Con cautela moros y cristianos afirman que son pocos los alzados y que el asunto tiene solo la dimensiòn de una protesta por estimar que se les quitan determinados beneficios extra salariales. Son un puñado de chicos nerviosos, de diría.

Distintas secuencias grabadas por los corresponsales de la televisión local y foránea, en las que se advierte la violencia desmedida de los amotinados se ven en todas las pantallas del mundo; no obstante pasado el mediodía en Suramérica, la Secretaría de Estado estadounidense señala que sigue con interés los acontecimientos en Quito porque carece de información sobre lo que allí sucede.

Para entonces Rafael Correa —que se había tragado el humo de una lacrimógena que le arrojaron en pleno rostro y se encontraba apresado o secuestrado, en todo caso impedido de salir, de un hospital curiosa y coincidentemente policial en el norte de la capital— había dicho que se estaba en presencia de un conato de golpe de Estado y que era posible que intentaran asesinarlo.

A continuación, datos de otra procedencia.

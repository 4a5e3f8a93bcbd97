//! # Pipeline Service
//!
//! Every operation follows the same shape: read the records with their
//! versions, apply the state-machine transition in memory, commit the
//! changed rows in one [`WriteSet`] that names the versions read. A
//! version conflict means another worker or the sweeper moved first; the
//! operation changes nothing and the caller decides whether to move on.
//!
//! Document and job move together:
//!
//! | Job event | Document |
//! |---|---|
//! | enqueue | UPLOADED or FAILED → QUEUED |
//! | first claim | QUEUED → PROCESSING |
//! | retry re-queue / later claims | stays PROCESSING |
//! | success | → SUCCEEDED |
//! | exhausted, permanent, forced, stale | → FAILED |

use std::sync::Arc;

use fiscal_core::{Clock, DocumentId, JobId, StateTransitionError};
use fiscal_state::{
    stale_transition, Document, DocumentError, DocumentJob, DocumentStatus, FailureOutcome,
    JobStatus, JobType, NewDocument, NewJob, RetryPolicy,
};
use serde_json::Value;

use crate::config::{ConfigError, PipelineConfig};
use crate::error::PipelineError;
use crate::store::{PipelineStore, StoreError, Versioned, WriteSet};

/// A job claimed by a worker, with its document.
#[derive(Debug, Clone, PartialEq)]
pub struct Claim {
    /// The job, now RUNNING under the worker's lock.
    pub job: DocumentJob,
    /// Its document, now PROCESSING.
    pub document: Document,
}

/// Outcome of one sweeper pass.
#[derive(Debug, Clone, Default, PartialEq, Eq)]
pub struct SweepReport {
    /// Jobs failed as stale.
    pub failed: Vec<JobId>,
    /// Stale jobs another writer touched first.
    pub skipped: Vec<JobId>,
}

/// The document and job lifecycle over a [`PipelineStore`].
#[derive(Clone)]
pub struct Pipeline {
    store: Arc<dyn PipelineStore>,
    clock: Arc<dyn Clock>,
    config: PipelineConfig,
    retry: RetryPolicy,
    stale_after: chrono::Duration,
}

impl std::fmt::Debug for Pipeline {
    fn fmt(&self, f: &mut std::fmt::Formatter<'_>) -> std::fmt::Result {
        f.debug_struct("Pipeline")
            .field("retry", &self.retry)
            .field("stale_after", &self.stale_after)
            .finish_non_exhaustive()
    }
}

impl Pipeline {
    /// Service over `store`, configured by `config`.
    ///
    /// # Errors
    ///
    /// [`ConfigError::Invalid`] when `config` fails
    /// [`PipelineConfig::validate`].
    pub fn new(
        store: Arc<dyn PipelineStore>,
        clock: Arc<dyn Clock>,
        config: &PipelineConfig,
    ) -> Result<Self, ConfigError> {
        config.validate()?;
        Ok(Self {
            store,
            clock,
            config: config.clone(),
            retry: config.retry_policy(),
            stale_after: config.stale_threshold(),
        })
    }

    /// The validated configuration.
    pub fn config(&self) -> &PipelineConfig {
        &self.config
    }

    /// Read a document.
    pub fn document(&self, id: DocumentId) -> Result<Document, PipelineError> {
        Ok(self.load_document(id)?.record)
    }

    /// Read a job.
    pub fn job(&self, id: JobId) -> Result<DocumentJob, PipelineError> {
        Ok(self.load_job(id)?.record)
    }

    // ── Ingestion ──────────────────────────────────────────────────────

    /// Register an upload. The document is UPLOADED.
    pub fn upload(&self, upload: NewDocument) -> Result<Document, PipelineError> {
        let document = Document::new(upload, self.clock.now())?;
        self.store
            .commit(WriteSet::new().insert_document(document.clone()))?;
        tracing::info!(
            document_id = %document.id,
            organization = %document.organization,
            document_type = ?document.document_type,
            "document uploaded"
        );
        Ok(document)
    }

    /// Register an upload and its first job in one commit.
    pub fn upload_and_enqueue(
        &self,
        upload: NewDocument,
        job_type: JobType,
        payload: Value,
    ) -> Result<(Document, DocumentJob), PipelineError> {
        let now = self.clock.now();
        let mut document = Document::new(upload, now)?;
        let job = self.new_job(&mut document, job_type, payload, "job enqueued on upload")?;
        self.store.commit(
            WriteSet::new()
                .insert_document(document.clone())
                .insert_job(job.clone()),
        )?;
        tracing::info!(document_id = %document.id, job_id = %job.id, %job_type, "document uploaded and enqueued");
        Ok((document, job))
    }

    /// Enqueue a job for an UPLOADED (or FAILED) document.
    pub fn enqueue(
        &self,
        document_id: DocumentId,
        job_type: JobType,
        payload: Value,
    ) -> Result<DocumentJob, PipelineError> {
        let Versioned { version, record: mut document } = self.load_document(document_id)?;
        let job = self.new_job(&mut document, job_type, payload, "job enqueued")?;
        self.store.commit(
            WriteSet::new()
                .update_document(document, version)
                .insert_job(job.clone()),
        )?;
        tracing::info!(%document_id, job_id = %job.id, %job_type, "job enqueued");
        Ok(job)
    }

    /// Manual reprocess: a FAILED document goes back to QUEUED with a new
    /// job copying the type and payload of its latest job.
    pub fn reprocess(&self, document_id: DocumentId) -> Result<DocumentJob, PipelineError> {
        let Versioned { version, record: mut document } = self.load_document(document_id)?;
        if document.status != DocumentStatus::Failed {
            return Err(DocumentError::from(StateTransitionError::InvalidStatusTransition {
                entity: "document",
                id: document.id.to_string(),
                from: document.status.to_string(),
                to: DocumentStatus::Queued.to_string(),
            })
            .into());
        }
        let previous = self
            .store
            .jobs_for_document(document_id)?
            .pop()
            .ok_or(PipelineError::NothingToReprocess(document_id))?
            .record;
        let job = self.new_job(
            &mut document,
            previous.job_type,
            previous.payload,
            "manual reprocess",
        )?;
        self.store.commit(
            WriteSet::new()
                .update_document(document, version)
                .insert_job(job.clone()),
        )?;
        tracing::info!(%document_id, job_id = %job.id, previous_job = %previous.id, "document reprocessed");
        Ok(job)
    }

    fn new_job(
        &self,
        document: &mut Document,
        job_type: JobType,
        payload: Value,
        reason: &str,
    ) -> Result<DocumentJob, PipelineError> {
        let now = self.clock.now();
        document.enqueue(now, reason)?;
        let job = DocumentJob::new(
            NewJob {
                organization: document.organization,
                branch: document.branch,
                document_id: document.id,
                job_type,
                payload,
            },
            self.retry.max_attempts,
            now,
        )?;
        Ok(job)
    }

    // ── Execution ──────────────────────────────────────────────────────

    /// Lock the oldest claimable job for `worker`.
    ///
    /// Candidates another worker wins are skipped. `None` when nothing is
    /// claimable.
    pub fn claim_next(&self, worker: &str) -> Result<Option<Claim>, PipelineError> {
        let now = self.clock.now();
        for candidate in self.store.list_jobs(JobStatus::Queued)? {
            if !candidate.record.is_claimable(now) {
                continue;
            }
            match self.try_claim(candidate, worker) {
                Ok(Some(claim)) => return Ok(Some(claim)),
                Ok(None) => {}
                Err(err) if err.is_conflict() => {
                    tracing::warn!(worker, error = %err, "claim lost to another writer");
                }
                Err(err) => return Err(err),
            }
        }
        Ok(None)
    }

    fn try_claim(
        &self,
        candidate: Versioned<DocumentJob>,
        worker: &str,
    ) -> Result<Option<Claim>, PipelineError> {
        let now = self.clock.now();
        let Versioned { version, record: mut job } = candidate;
        let Versioned { version: doc_version, record: mut document } =
            self.load_document(job.document_id)?;

        let writes = match document.status {
            DocumentStatus::Processing => {
                job.start(now, worker)?;
                WriteSet::new().update_job(job.clone(), version)
            }
            DocumentStatus::Queued | DocumentStatus::Uploaded => {
                job.start(now, worker)?;
                document.start_processing(now)?;
                WriteSet::new()
                    .update_job(job.clone(), version)
                    .update_document(document.clone(), doc_version)
            }
            status => {
                // The document moved on without this job; it can never run.
                let reason = format!("document {} is {status}", document.id);
                job.force_fail(now, &reason)?;
                self.store.commit(WriteSet::new().update_job(job.clone(), version))?;
                tracing::error!(job_id = %job.id, document_id = %document.id, %status, "orphaned job failed");
                return Ok(None);
            }
        };
        self.store.commit(writes)?;
        tracing::info!(
            job_id = %job.id,
            document_id = %document.id,
            worker,
            attempt = job.attempts,
            max_attempts = job.max_attempts,
            "job claimed"
        );
        Ok(Some(Claim { job, document }))
    }

    /// RUNNING → SUCCEEDED with the handler's result; the document
    /// succeeds with it.
    pub fn complete(
        &self,
        job_id: JobId,
        worker: &str,
        result: Value,
    ) -> Result<DocumentJob, PipelineError> {
        let now = self.clock.now();
        let (Versioned { version, record: mut job }, Versioned { version: dv, record: mut document }) =
            self.load_pair(job_id)?;
        job.succeed(now, worker, result)?;
        document.succeed(now)?;
        self.store.commit(
            WriteSet::new()
                .update_job(job.clone(), version)
                .update_document(document, dv),
        )?;
        tracing::info!(%job_id, document_id = %job.document_id, attempt = job.attempts, "job succeeded");
        Ok(job)
    }

    /// Record a failed attempt.
    ///
    /// Retryable errors re-queue with backoff until the job's attempts are
    /// spent; anything else fails the job at once. The document fails
    /// together with the job.
    pub fn record_failure(
        &self,
        job_id: JobId,
        worker: &str,
        error: &str,
        retryable: bool,
    ) -> Result<DocumentJob, PipelineError> {
        let now = self.clock.now();
        let (Versioned { version, record: mut job }, Versioned { version: dv, record: mut document }) =
            self.load_pair(job_id)?;

        let outcome = if retryable {
            job.fail(now, worker, error, &self.retry)?
        } else {
            job.fail_permanently(now, worker, error)?;
            FailureOutcome::Exhausted
        };

        let writes = WriteSet::new().update_job(job.clone(), version);
        let writes = match outcome {
            FailureOutcome::Requeued { available_at } => {
                tracing::warn!(
                    %job_id,
                    attempt = job.attempts,
                    max_attempts = job.max_attempts,
                    %available_at,
                    error,
                    "job attempt failed, re-queued"
                );
                writes
            }
            FailureOutcome::Exhausted => {
                document.fail(now, error)?;
                tracing::error!(
                    %job_id,
                    document_id = %document.id,
                    attempt = job.attempts,
                    retryable,
                    error,
                    "job failed"
                );
                writes.update_document(document, dv)
            }
        };
        self.store.commit(writes)?;
        Ok(job)
    }

    /// Operator action: fail a QUEUED or RUNNING job and its document.
    pub fn force_fail(&self, job_id: JobId, reason: &str) -> Result<DocumentJob, PipelineError> {
        let now = self.clock.now();
        let (Versioned { version, record: mut job }, Versioned { version: dv, record: mut document }) =
            self.load_pair(job_id)?;
        job.force_fail(now, reason)?;
        let mut writes = WriteSet::new().update_job(job.clone(), version);
        if document.status.can_transition_to(DocumentStatus::Failed) {
            document.fail(now, reason)?;
            writes = writes.update_document(document, dv);
        }
        self.store.commit(writes)?;
        tracing::error!(%job_id, reason, "job force-failed");
        Ok(job)
    }

    // ── Sweeper ────────────────────────────────────────────────────────

    /// Fail every RUNNING job older than the staleness threshold.
    ///
    /// Idempotent: a job that finished or was swept concurrently is
    /// skipped.
    pub fn sweep_stale(&self) -> Result<SweepReport, PipelineError> {
        let now = self.clock.now();
        let mut report = SweepReport::default();
        for Versioned { version, record: mut job } in self.store.list_jobs(JobStatus::Running)? {
            let Some(stale) = stale_transition(&job, now, self.stale_after) else {
                continue;
            };
            let Versioned { version: dv, record: mut document } =
                self.load_document(job.document_id)?;
            job.fail_stale(now, &stale)?;
            let mut writes = WriteSet::new().update_job(job.clone(), version);
            if document.status.can_transition_to(DocumentStatus::Failed) {
                document.fail(now, &stale.error_message())?;
                writes = writes.update_document(document, dv);
            }
            match self.store.commit(writes) {
                Ok(()) => {
                    tracing::warn!(
                        job_id = %job.id,
                        locked_by = ?stale.locked_by,
                        running_secs = stale.running_for.num_seconds(),
                        "stale job failed"
                    );
                    report.failed.push(job.id);
                }
                Err(StoreError::VersionConflict { .. }) => {
                    tracing::warn!(job_id = %job.id, "stale job changed during sweep, skipped");
                    report.skipped.push(job.id);
                }
                Err(err) => return Err(err.into()),
            }
        }
        Ok(report)
    }

    // ── Loading ────────────────────────────────────────────────────────

    fn load_document(&self, id: DocumentId) -> Result<Versioned<Document>, PipelineError> {
        self.store
            .get_document(id)?
            .ok_or(PipelineError::DocumentNotFound(id))
    }

    fn load_job(&self, id: JobId) -> Result<Versioned<DocumentJob>, PipelineError> {
        self.store.get_job(id)?.ok_or(PipelineError::JobNotFound(id))
    }

    fn load_pair(
        &self,
        job_id: JobId,
    ) -> Result<(Versioned<DocumentJob>, Versioned<Document>), PipelineError> {
        let job = self.load_job(job_id)?;
        let document = self.load_document(job.record.document_id)?;
        Ok((job, document))
    }
}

El gobierno de Ecuador había pedido sendas reuniones, del Consejo Permanmente de la OEA y de los presidentes de los países integrantes de la UNASUR —que se reúnen esta noche en Buenos Aires—; Chávez, por su parte, citaba a los representantes del ALBA. El Secretario General de la OEA expresaba que lo de Quito no era golpe de Estado.

Todavía al comenzar a caer la tarde suramericana no se conocía el pensamiento de las cúpulas militares ecuatorianas, que al parecer apoyan desde sus casas o cuarteles al gobierno legítimo; los policías presuntamente leales callan.

El fantasma de Honduras respiró sobre el hombro de los embajadores en la OEA. El recuerdo de Allende se asomó a la ventana desde la que Correa ofrecía su vida a los sublevados, pero advirtiéndoles que no daría un paso atrás.

El pueblo quiteño, mientras, se abre paso entre los amotinados para llenar, primero, la plaza frente al palacio de Gobierno y luego las calles en dirección al hospital para rescatar a su presidente.

Unos cuantos policías amotinados lograron paralizar un país con veliocidad y organizadamente. Caperucita Roja existe y es ella la que toma el te con el sombrerero loco. Los Buendía ya no creen en la colita de chancho.

Posiblemente al cerrar la noche la grotesca payasada —o ensayo de algo, ¿de qué?— haya terminado. Lo que suceda después será el prólogo de otro final —no necesariamente en Ecuador.

¿Quién o quiénes están verdaderamente en la mira y quién o quiénes tienen el dedo en el gatillo?